*** DATA FOR THIS EXERCISE ***
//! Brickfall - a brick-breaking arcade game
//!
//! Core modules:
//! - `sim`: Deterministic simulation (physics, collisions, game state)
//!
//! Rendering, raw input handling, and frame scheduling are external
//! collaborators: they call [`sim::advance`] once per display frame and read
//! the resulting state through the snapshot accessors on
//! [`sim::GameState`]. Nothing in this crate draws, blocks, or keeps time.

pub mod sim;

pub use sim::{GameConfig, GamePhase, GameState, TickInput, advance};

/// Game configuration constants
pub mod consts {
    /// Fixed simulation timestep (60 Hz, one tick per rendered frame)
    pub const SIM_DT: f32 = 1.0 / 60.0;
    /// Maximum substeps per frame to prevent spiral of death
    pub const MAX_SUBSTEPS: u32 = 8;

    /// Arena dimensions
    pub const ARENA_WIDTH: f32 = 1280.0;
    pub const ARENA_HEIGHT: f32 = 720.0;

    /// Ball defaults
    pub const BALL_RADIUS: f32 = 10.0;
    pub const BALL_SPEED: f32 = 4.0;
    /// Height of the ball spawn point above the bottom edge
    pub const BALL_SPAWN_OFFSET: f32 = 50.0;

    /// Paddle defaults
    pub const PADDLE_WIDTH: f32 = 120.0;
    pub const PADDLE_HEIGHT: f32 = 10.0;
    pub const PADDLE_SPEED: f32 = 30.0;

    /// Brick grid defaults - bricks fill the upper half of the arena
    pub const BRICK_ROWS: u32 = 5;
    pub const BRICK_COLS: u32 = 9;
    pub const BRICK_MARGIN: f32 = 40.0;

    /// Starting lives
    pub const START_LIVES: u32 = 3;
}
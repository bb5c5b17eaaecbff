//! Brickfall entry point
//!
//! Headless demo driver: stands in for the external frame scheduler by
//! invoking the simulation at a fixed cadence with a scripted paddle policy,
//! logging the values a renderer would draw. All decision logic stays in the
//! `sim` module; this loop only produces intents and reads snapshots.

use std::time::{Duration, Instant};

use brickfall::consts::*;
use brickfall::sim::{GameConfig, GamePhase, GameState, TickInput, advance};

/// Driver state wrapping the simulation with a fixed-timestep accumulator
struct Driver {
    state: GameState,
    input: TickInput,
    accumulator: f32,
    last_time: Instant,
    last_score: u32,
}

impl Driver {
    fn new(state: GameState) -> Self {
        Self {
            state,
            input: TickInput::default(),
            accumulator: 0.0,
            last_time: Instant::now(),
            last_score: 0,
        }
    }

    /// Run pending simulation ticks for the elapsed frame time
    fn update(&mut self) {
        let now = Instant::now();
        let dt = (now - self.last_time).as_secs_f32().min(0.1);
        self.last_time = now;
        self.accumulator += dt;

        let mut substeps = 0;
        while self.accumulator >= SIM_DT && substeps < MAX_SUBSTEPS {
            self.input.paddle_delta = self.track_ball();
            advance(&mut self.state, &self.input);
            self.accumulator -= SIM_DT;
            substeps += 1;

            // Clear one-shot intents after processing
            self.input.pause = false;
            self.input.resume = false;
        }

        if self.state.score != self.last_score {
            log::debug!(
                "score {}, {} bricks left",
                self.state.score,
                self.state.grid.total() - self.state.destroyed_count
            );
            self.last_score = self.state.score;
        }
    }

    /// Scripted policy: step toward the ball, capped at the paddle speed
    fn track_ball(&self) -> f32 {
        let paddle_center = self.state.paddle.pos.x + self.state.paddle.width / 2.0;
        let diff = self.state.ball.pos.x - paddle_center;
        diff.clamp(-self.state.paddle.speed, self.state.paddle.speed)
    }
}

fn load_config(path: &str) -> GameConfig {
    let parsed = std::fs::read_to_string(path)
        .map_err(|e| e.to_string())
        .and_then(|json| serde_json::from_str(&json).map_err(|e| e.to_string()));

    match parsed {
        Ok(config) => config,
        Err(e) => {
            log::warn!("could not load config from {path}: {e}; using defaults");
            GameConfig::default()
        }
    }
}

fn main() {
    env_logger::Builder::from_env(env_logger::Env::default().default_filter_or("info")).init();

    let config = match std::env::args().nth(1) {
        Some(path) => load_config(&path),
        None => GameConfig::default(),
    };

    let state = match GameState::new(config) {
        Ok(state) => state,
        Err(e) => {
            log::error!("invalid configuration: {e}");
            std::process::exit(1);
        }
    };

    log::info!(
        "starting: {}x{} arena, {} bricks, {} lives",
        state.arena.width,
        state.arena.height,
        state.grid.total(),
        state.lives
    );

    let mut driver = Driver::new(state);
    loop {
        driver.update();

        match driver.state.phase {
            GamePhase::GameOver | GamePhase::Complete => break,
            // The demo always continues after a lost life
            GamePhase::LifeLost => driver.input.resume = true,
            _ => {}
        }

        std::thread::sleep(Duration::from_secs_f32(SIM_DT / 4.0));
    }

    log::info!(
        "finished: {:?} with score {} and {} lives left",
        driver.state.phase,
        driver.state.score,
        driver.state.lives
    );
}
***
§ WORK INSTRUCTIONS
Copy each line of the data above that holds "defaults".

§ TASK SOLUTION
    /// Ball defaults
    /// Paddle defaults
    /// Brick grid defaults - bricks fill the upper half of the arena
            log::warn!("could not load config from {path}: {e}; using defaults");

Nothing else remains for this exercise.